Google releases Gemini 2.5 as model competition continues

Google’s Gemini 2.5 launches with benchmark gains in reasoning, science, and code tasks

Google releases Gemini 2.5 as model competition continues
Gemini 2.5 Pro preview

On March 25, Google introduced Gemini 2.5 — the latest version of its large language model. The system is described as a “thinking” model, built to reason through prompts instead of just predicting likely responses.

Its release adds another entry into the growing field of high-capacity models, where OpenAI, Anthropic, and Mistral are also shipping frequent updates. Performance differences are narrowing, while workflows, pricing, and usability shape day-to-day adoption.

Claimed improvements in science and coding

Gemini 2.5 Pro Experimental is claimed to outperform previous versions on science, math, and reasoning benchmarks. It topped LMArena, a benchmark based on human evaluations, and performed well in domain-specific tasks such as AIME, GPQA, and SWE-Bench Verified.
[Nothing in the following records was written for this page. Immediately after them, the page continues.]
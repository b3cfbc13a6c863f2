//! Text renderings of a finished fight for the CLI and other front ends.

mod export_csv;

pub use export_csv::{write_rounds_csv, ROUNDS_CSV_HEADER};

use crate::combat::RoundResult;

/// One line per round: `Round {n}: {a} {score_a}-{score_b} {b}`.
pub fn format_scorecard(rounds: &[RoundResult], name_a: &str, name_b: &str) -> String {
    rounds
        .iter()
        .map(|r| {
            format!(
                "Round {}: {name_a} {}-{} {name_b}",
                r.round, r.score_a, r.score_b
            )
        })
        .collect::<Vec<_>>()
        .join("\n")
}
On SWE-Bench, a coding benchmark using agent-based problem solving, Gemini 2.5 scored 63.8% — a noticeable increase over what was previously reported for Gemini 2.0. Google also claimed that the model avoided test-time techniques like majority voting, instead embedding reasoning into the model’s core.

Performance comparison: how Gemini 2.5 stacks up

Gemini 2.5: Comparison table

Compared to earlier models and competing systems, Gemini 2.5 shows claimed gains across several benchmarks:

  • Reasoning: On Humanity’s Last Exam, Gemini 2.5 scored 18.8%, compared to GPT-4.5’s 6.4% and Claude 3.7’s 8.9%.
  • Science: On the GPQA benchmark, it scored 84.0%, edging past GPT-4.5 (71.4%) and landing close to Claude 3.7 and Grok 3.
  • Mathematics: On AIME 2024, Gemini 2.5 scored 92.0% — higher than other listed models. For AIME 2025, the score was 86.7%.
  • Agentic coding: On SWE-Bench Verified, the model scored 63.8%, ahead of GPT-4.5 (49.3%) and Claude 3.7 (70.3%).
  • Code editing and generation: In Aider Polyglot and LiveCodeBench tasks, Gemini 2.5 delivered improvements in both accuracy and formatting compared to older runs.
  • Context length: Long context performance was also claimed to improve, with 94.5% accuracy on MRCR (Multi Round Coreference Resolution), a test of how models retain references over long text windows.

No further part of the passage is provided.